¡El Gran Reto! El Hechizo Más Poderoso de la Bruja Sin Magia 🌲✨
Olvidad a las brujas de los cuentos de miedo que tienen la nariz torcida o ríen a carcajadas. Esta bruja tiene una sonrisa dulce, mejillas rosadas por el aire fresco y una capa de lana suave que huele a fresas y a bosque. A ella le encanta usar sus enormes libros de magia y sus pociones de colores brillantes única y exclusivamente para ayudar a los demás. Al enterarse del gran problema del conductor de la carreta, mete rápidamente sus frascos mágicos en su mochila de cuero y corre a toda velocidad hacia el lugar del desastre.
Al llegar, la cosa pinta muy mal. La rueda trasera de madera está hundida hasta el fondo en un charco de lodo oscuro que hace un ruido espantoso, como un monstruo sorbiendo sopa: ¡Slorp!. La regla para ganar es simple: sacar la carreta antes de que desaparezca el último rayito de sol. La bruja se prepara, se arremanga la capa y se dispone a sacar su poción voladora más potente. Pero entonces… ¡Ocurre un desastre total!

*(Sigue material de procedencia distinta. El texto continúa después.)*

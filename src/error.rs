use actix_web::{HttpResponse, http::StatusCode};

/// Stable error taxonomy for every user-visible failure. Each variant maps to
/// one wire-level kind so callers can branch on `error` without parsing the
/// message.
#[derive(Debug, thiserror::Error)]
pub enum AppError {
    #[error("{0}")]
    Validation(String),

    #[error("{entity} with txHash {tx_hash} already exists")]
    DuplicateKey {
        entity: &'static str,
        tx_hash: String,
    },

    #[error("{0}")]
    NotFound(String),

    #[error("{0}")]
    Conflict(String),

    #[error("external dependency failure: {0}")]
    ExternalDependency(String),

    #[error("database error: {0}")]
    Database(#[from] sqlx::Error),
}

impl AppError {
    pub fn kind(&self) -> &'static str {
        match self {
            AppError::Validation(_) => "validation_error",
            AppError::DuplicateKey { .. } => "duplicate_key",
            AppError::NotFound(_) => "not_found",
            AppError::Conflict(_) => "conflict",
            AppError::ExternalDependency(_) => "external_dependency",
            AppError::Database(_) => "database_error",
        }
    }
}

impl actix_web::ResponseError for AppError {
    fn status_code(&self) -> StatusCode {
        match self {
            AppError::Validation(_) => StatusCode::BAD_REQUEST,
            AppError::DuplicateKey { .. } => StatusCode::CONFLICT,
            AppError::NotFound(_) => StatusCode::NOT_FOUND,
            AppError::Conflict(_) => StatusCode::CONFLICT,
            AppError::ExternalDependency(_) => StatusCode::BAD_GATEWAY,
            AppError::Database(_) => StatusCode::INTERNAL_SERVER_ERROR,
        }
    }

    fn error_response(&self) -> HttpResponse {
        if matches!(self, AppError::Database(_)) {
            log::error!("request failed: {self}");
        }
        HttpResponse::build(self.status_code()).json(serde_json::json!({
            "error": self.kind(),
            "message": self.to_string(),
        }))
    }
}
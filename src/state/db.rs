use std::str::FromStr;

use anyhow::Context;
use chrono::Utc;
use sqlx::{SqlitePool, sqlite::SqliteConnectOptions};

use crate::error::AppError;
use crate::schema::{
    Campaign, CampaignStatus, CharityRequest, Donation, NewCampaign, NewCharityRequest,
    NewDonation, NewTransaction, NewWithdrawal, RequestStatus, Transaction, TransactionStatus,
    Withdrawal,
};

/// All access to the durable store goes through this context. Uniqueness of
/// `tx_hash` is enforced here by the UNIQUE constraints in the schema, and
/// status transitions by conditional updates, so concurrent callers cannot
/// observe two successes for the same hash or a backward transition.
#[derive(Clone)]
pub struct DbContext {
    pool: SqlitePool,
}

fn duplicate_or_db(err: sqlx::Error, entity: &'static str, tx_hash: &str) -> AppError {
    match &err {
        sqlx::Error::Database(db) if db.is_unique_violation() => AppError::DuplicateKey {
            entity,
            tx_hash: tx_hash.to_owned(),
        },
        _ => AppError::Database(err),
    }
}

impl DbContext {
    pub async fn new(database_url: &str) -> anyhow::Result<Self> {
        let options = SqliteConnectOptions::from_str(database_url)
            .context("Failed to create SQLite connect options")?
            .create_if_missing(true);
        let pool = SqlitePool::connect_with(options).await?;
        sqlx::migrate!()
            .run(&pool)
            .await
            .context("Database migration error")?;
        Ok(Self { pool })
    }

    // --- donations -------------------------------------------------------

    pub async fn save_donation(&self, new: &NewDonation) -> Result<Donation, AppError> {
        new.validate()?;
        let saved = sqlx::query_as::<_, Donation>(
            r#"
            INSERT INTO donations (
                tx_hash, donor_address, charity_id, charity_name, campaign_id,
                campaign_title, amount, amount_in_usd, timestamp, block_number,
                message, is_anonymous, created_at
            ) VALUES (?, ?, ?, ?, ?, ?, ?, ?, ?, ?, ?, ?, ?)
            RETURNING *;
            "#,
        )
        .bind(&new.tx_hash)
        .bind(&new.donor_address)
        .bind(new.charity_id)
        .bind(&new.charity_name)
        .bind(new.campaign_id)
        .bind(&new.campaign_title)
        .bind(&new.amount)
        .bind(&new.amount_in_usd)
        .bind(new.timestamp)
        .bind(new.block_number)
        .bind(&new.message)
        .bind(new.is_anonymous)
        .bind(Utc::now().naive_utc())
        .fetch_one(&self.pool)
        .await
        .map_err(|e| duplicate_or_db(e, "donation", &new.tx_hash))?;
        log::debug!("Recorded donation {}", saved.tx_hash);
        Ok(saved)
    }

    pub async fn donation_by_tx_hash(&self, tx_hash: &str) -> Result<Option<Donation>, AppError> {
        let donation =
            sqlx::query_as::<_, Donation>("SELECT * FROM donations WHERE tx_hash = ?")
                .bind(tx_hash)
                .fetch_optional(&self.pool)
                .await?;
        Ok(donation)
    }

    pub async fn donations_by_donor(&self, donor: &str) -> Result<Vec<Donation>, AppError> {
        let donations = sqlx::query_as::<_, Donation>(
            "SELECT * FROM donations WHERE donor_address = ? ORDER BY id",
        )
        .bind(donor)
        .fetch_all(&self.pool)
        .await?;
        Ok(donations)
    }

    pub async fn donations_by_charity(&self, charity_id: i64) -> Result<Vec<Donation>, AppError> {
        let donations = sqlx::query_as::<_, Donation>(
            "SELECT * FROM donations WHERE charity_id = ? ORDER BY id",
        )
        .bind(charity_id)
        .fetch_all(&self.pool)
        .await?;
        Ok(donations)
    }

    pub async fn donations_by_campaign(
        &self,
        campaign_id: i64,
    ) -> Result<Vec<Donation>, AppError> {
        let donations = sqlx::query_as::<_, Donation>(
            "SELECT * FROM donations WHERE campaign_id = ? ORDER BY id",
        )
        .bind(campaign_id)
        .fetch_all(&self.pool)
        .await?;
        Ok(donations)
    }

    pub async fn all_donations(&self) -> Result<Vec<Donation>, AppError> {
        let donations = sqlx::query_as::<_, Donation>("SELECT * FROM donations ORDER BY id")
            .fetch_all(&self.pool)
            .await?;
        Ok(donations)
    }

    // --- transactions ----------------------------------------------------

    pub async fn save_transaction(&self, new: &NewTransaction) -> Result<Transaction, AppError> {
        new.validate()?;
        let saved = sqlx::query_as::<_, Transaction>(
            r#"
            INSERT INTO transactions (
                tx_hash, from_address, to_address, amount, tx_type, status,
                charity_id, campaign_id, block_number, timestamp, metadata, created_at
            ) VALUES (?, ?, ?, ?, ?, ?, ?, ?, ?, ?, ?, ?)
            RETURNING *;
            "#,
        )
        .bind(&new.tx_hash)
        .bind(&new.from_address)
        .bind(&new.to_address)
        .bind(&new.amount)
        .bind(new.tx_type)
        .bind(new.status)
        .bind(new.charity_id)
        .bind(new.campaign_id)
        .bind(new.block_number)
        .bind(new.timestamp)
        .bind(&new.metadata)
        .bind(Utc::now().naive_utc())
        .fetch_one(&self.pool)
        .await
        .map_err(|e| duplicate_or_db(e, "transaction", &new.tx_hash))?;
        log::debug!("Recorded transaction {}", saved.tx_hash);
        Ok(saved)
    }

    pub async fn transaction_by_tx_hash(
        &self,
        tx_hash: &str,
    ) -> Result<Option<Transaction>, AppError> {
        let tx = sqlx::query_as::<_, Transaction>("SELECT * FROM transactions WHERE tx_hash = ?")
            .bind(tx_hash)
            .fetch_optional(&self.pool)
            .await?;
        Ok(tx)
    }

    pub async fn transactions_by_sender(&self, from: &str) -> Result<Vec<Transaction>, AppError> {
        let txs = sqlx::query_as::<_, Transaction>(
            "SELECT * FROM transactions WHERE from_address = ? ORDER BY id",
        )
        .bind(from)
        .fetch_all(&self.pool)
        .await?;
        Ok(txs)
    }

    /// Forward-only status transition: pending -> success | failed. The
    /// conditional update makes the check-and-set atomic, so a transaction
    /// that has already reached a terminal state is never rewritten.
    pub async fn update_transaction_status(
        &self,
        tx_hash: &str,
        status: TransactionStatus,
    ) -> Result<Transaction, AppError> {
        if status == TransactionStatus::Pending {
            return Err(AppError::Validation(
                "transaction status cannot move back to pending".into(),
            ));
        }
        let updated = sqlx::query_as::<_, Transaction>(
            "UPDATE transactions SET status = ? WHERE tx_hash = ? AND status = ? RETURNING *",
        )
        .bind(status)
        .bind(tx_hash)
        .bind(TransactionStatus::Pending)
        .fetch_optional(&self.pool)
        .await?;
        match updated {
            Some(tx) => Ok(tx),
            None => match self.transaction_by_tx_hash(tx_hash).await? {
                Some(tx) => Err(AppError::Conflict(format!(
                    "transaction {tx_hash} already settled as {:?}",
                    tx.status
                ))),
                None => Err(AppError::NotFound(format!(
                    "no transaction with txHash {tx_hash}"
                ))),
            },
        }
    }

    // --- withdrawals -----------------------------------------------------

    pub async fn save_withdrawal(&self, new: &NewWithdrawal) -> Result<Withdrawal, AppError> {
        new.validate()?;
        let saved = sqlx::query_as::<_, Withdrawal>(
            r#"
            INSERT INTO withdrawals (
                tx_hash, charity_id, charity_name, amount, fee, net_amount,
                timestamp, block_number, to_address, created_at
            ) VALUES (?, ?, ?, ?, ?, ?, ?, ?, ?, ?)
            RETURNING *;
            "#,
        )
        .bind(&new.tx_hash)
        .bind(new.charity_id)
        .bind(&new.charity_name)
        .bind(&new.amount)
        .bind(&new.fee)
        .bind(&new.net_amount)
        .bind(new.timestamp)
        .bind(new.block_number)
        .bind(&new.to_address)
        .bind(Utc::now().naive_utc())
        .fetch_one(&self.pool)
        .await
        .map_err(|e| duplicate_or_db(e, "withdrawal", &new.tx_hash))?;
        log::debug!("Recorded withdrawal {}", saved.tx_hash);
        Ok(saved)
    }

    pub async fn withdrawals_by_charity(
        &self,
        charity_id: i64,
    ) -> Result<Vec<Withdrawal>, AppError> {
        let withdrawals = sqlx::query_as::<_, Withdrawal>(
            "SELECT * FROM withdrawals WHERE charity_id = ? ORDER BY id",
        )
        .bind(charity_id)
        .fetch_all(&self.pool)
        .await?;
        Ok(withdrawals)
    }

    // --- charity requests ------------------------------------------------

    pub async fn save_charity_request(
        &self,
        new: &NewCharityRequest,
    ) -> Result<CharityRequest, AppError> {
        new.validate()?;
        let saved = sqlx::query_as::<_, CharityRequest>(
            r#"
            INSERT INTO charity_requests (
                wallet_address, charity_name, description, email,
                verification_document_url, website_url, logo_url, status, submitted_at
            ) VALUES (?, ?, ?, ?, ?, ?, ?, ?, ?)
            RETURNING *;
            "#,
        )
        .bind(&new.wallet_address)
        .bind(&new.charity_name)
        .bind(&new.description)
        .bind(&new.email)
        .bind(&new.verification_document_url)
        .bind(&new.website_url)
        .bind(&new.logo_url)
        .bind(RequestStatus::Pending)
        .bind(Utc::now().naive_utc())
        .fetch_one(&self.pool)
        .await?;
        log::debug!("Stored charity request {}", saved.id);
        Ok(saved)
    }

    pub async fn all_charity_requests(&self) -> Result<Vec<CharityRequest>, AppError> {
        let requests =
            sqlx::query_as::<_, CharityRequest>("SELECT * FROM charity_requests ORDER BY id")
                .fetch_all(&self.pool)
                .await?;
        Ok(requests)
    }

    pub async fn charity_request_by_id(
        &self,
        id: i64,
    ) -> Result<Option<CharityRequest>, AppError> {
        let request =
            sqlx::query_as::<_, CharityRequest>("SELECT * FROM charity_requests WHERE id = ?")
                .bind(id)
                .fetch_optional(&self.pool)
                .await?;
        Ok(request)
    }

    /// Atomic compare-and-set from PENDING. Returns `None` when the request
    /// exists but is no longer pending, which serializes concurrent
    /// approve/reject calls per request id to exactly one winner.
    pub async fn transition_request_from_pending(
        &self,
        id: i64,
        to: RequestStatus,
    ) -> Result<Option<CharityRequest>, AppError> {
        let updated = sqlx::query_as::<_, CharityRequest>(
            "UPDATE charity_requests SET status = ? WHERE id = ? AND status = ? RETURNING *",
        )
        .bind(to)
        .bind(id)
        .bind(RequestStatus::Pending)
        .fetch_optional(&self.pool)
        .await?;
        Ok(updated)
    }

    /// Unconditional status write for the admin override.
    pub async fn set_request_status(
        &self,
        id: i64,
        status: RequestStatus,
    ) -> Result<Option<CharityRequest>, AppError> {
        let updated = sqlx::query_as::<_, CharityRequest>(
            "UPDATE charity_requests SET status = ? WHERE id = ? RETURNING *",
        )
        .bind(status)
        .bind(id)
        .fetch_optional(&self.pool)
        .await?;
        Ok(updated)
    }

    pub async fn update_charity_request(
        &self,
        request: &CharityRequest,
    ) -> Result<CharityRequest, AppError> {
        let updated = sqlx::query_as::<_, CharityRequest>(
            r#"
            UPDATE charity_requests SET
                wallet_address = ?, charity_name = ?, description = ?,
                email = ?, website_url = ?, logo_url = ?
            WHERE id = ?
            RETURNING *;
            "#,
        )
        .bind(&request.wallet_address)
        .bind(&request.charity_name)
        .bind(&request.description)
        .bind(&request.email)
        .bind(&request.website_url)
        .bind(&request.logo_url)
        .bind(request.id)
        .fetch_one(&self.pool)
        .await?;
        Ok(updated)
    }

    pub async fn delete_charity_request(&self, id: i64) -> Result<bool, AppError> {
        let result = sqlx::query("DELETE FROM charity_requests WHERE id = ?")
            .bind(id)
            .execute(&self.pool)
            .await?;
        Ok(result.rows_affected() > 0)
    }

    // --- campaigns -------------------------------------------------------

    /// Creation always stores ACTIVE, whatever status the caller supplied.
    pub async fn save_campaign(&self, new: &NewCampaign) -> Result<Campaign, AppError> {
        new.validate()?;
        let saved = sqlx::query_as::<_, Campaign>(
            r#"
            INSERT INTO campaigns (
                title, description, goal_amount, raised_amount, wallet_address,
                duration_days, status, charity_name, created_at
            ) VALUES (?, ?, ?, '0', ?, ?, ?, ?, ?)
            RETURNING *;
            "#,
        )
        .bind(&new.title)
        .bind(&new.description)
        .bind(&new.goal_amount)
        .bind(&new.wallet_address)
        .bind(new.duration_days)
        .bind(CampaignStatus::Active)
        .bind(&new.charity_name)
        .bind(Utc::now().naive_utc())
        .fetch_one(&self.pool)
        .await?;
        log::debug!("Created campaign {} ({})", saved.id, saved.title);
        Ok(saved)
    }

    pub async fn campaigns_by_wallet(&self, wallet: &str) -> Result<Vec<Campaign>, AppError> {
        let campaigns = sqlx::query_as::<_, Campaign>(
            "SELECT * FROM campaigns WHERE wallet_address = ? ORDER BY id",
        )
        .bind(wallet)
        .fetch_all(&self.pool)
        .await?;
        self.with_raised(campaigns).await
    }

    pub async fn active_campaigns(&self) -> Result<Vec<Campaign>, AppError> {
        let campaigns =
            sqlx::query_as::<_, Campaign>("SELECT * FROM campaigns WHERE status = ? ORDER BY id")
                .bind(CampaignStatus::Active)
                .fetch_all(&self.pool)
                .await?;
        self.with_raised(campaigns).await
    }

    /// `raised_amount` is derived from the ledger on every read rather than
    /// trusted from the stored row.
    async fn with_raised(&self, campaigns: Vec<Campaign>) -> Result<Vec<Campaign>, AppError> {
        let mut out = Vec::with_capacity(campaigns.len());
        for mut campaign in campaigns {
            let amounts: Vec<String> =
                sqlx::query_scalar("SELECT amount FROM donations WHERE campaign_id = ?")
                    .bind(campaign.id)
                    .fetch_all(&self.pool)
                    .await?;
            campaign.raised_amount = crate::stats::sum_amounts(amounts.iter().map(String::as_str))
                .normalize()
                .to_string();
            out.push(campaign);
        }
        Ok(out)
    }
}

Su pesada mochila resbala del hombro. Cae al suelo dando vueltas y choca con muchísima fuerza contra una roca afilada. ¡Pum! ¡Cras! Los frascos de cristal se rompen en mil pedazos. Una chispa mágica salta de los líquidos derramados y, en un abrir y cerrar de ojos, una llama de colores morados y naranjas quema la mochila entera con todos los libros adentro. Todo huele a azúcar quemado y a humo. ¡Puf! ¡La bruja se ha quedado completamente sin magia!
El tiempo se acaba y el viento empieza a soplar muy, pero que muy frío. Las reglas del juego han cambiado por sorpresa. Sin varitas, ni polvos mágicos, el conductor y la bruja deciden intentar usar la fuerza bruta de sus propios músculos. Agarran la carreta por detrás, clavan las botas en el suelo resbaladizo y tiran con todas sus fuerzas. ¡Uno, dos, tres, tirad! Sus caras se ponen rojas del esfuerzo, pero es inútil. El barro no quiere soltar la rueda. ¡Primer intento fallido!
Meten un extremo de la rama gigante por debajo de la carreta y la apoyan sobre la roca. El hombre se pone delante para animar a los caballos a tirar, y la bruja se sube a la rama para empujar hacia abajo con todo su cuerpo. ¡A la de tres! La bruja salta y empuja, la madera hace ¡ñiiiic!, cruje con fuerza, pero la carreta casi ni se mueve. ¡Segundo intento fallido y el sol está a punto de desaparecer!
Es el momento de la verdad. La última oportunidad. La bruja recuerda el secreto del truco: para tener una súper fuerza increíble, hay que ponerse en la punta más, más lejana de la rama. Se aleja de la roca caminando por encima de la madera como una equilibrista, llega hasta el final, respira hondo y da un salto enorme hacia arriba para dejar caer todo su peso de golpe.
¡Catapum!
La magia del ingenio funciona. La rama hace un efecto de balancín y multiplica la fuerza de la bruja por cien. Levanta la pesadísima rueda por los aires y la saca del barro con un sonido muy gracioso: ¡Chop!. Los caballos tiran hacia adelante con valentía y la carreta da un gran salto, aterrizando por fin en el camino de tierra dura y segura.
El conductor da saltos de alegría abrazando a sus caballos. Habían ganado al barro, al frío y al reloj sin usar ni un solo polvito mágico brillante. La bruja sonríe, sacudiéndose el polvo de la capa con mucho orgullo. Y así, en medio del bosque, descubrieron que cuando hay un problema gigante y la magia se acaba, una gran idea en tu cabeza es, sin ninguna duda, el hechizo más poderoso de todos.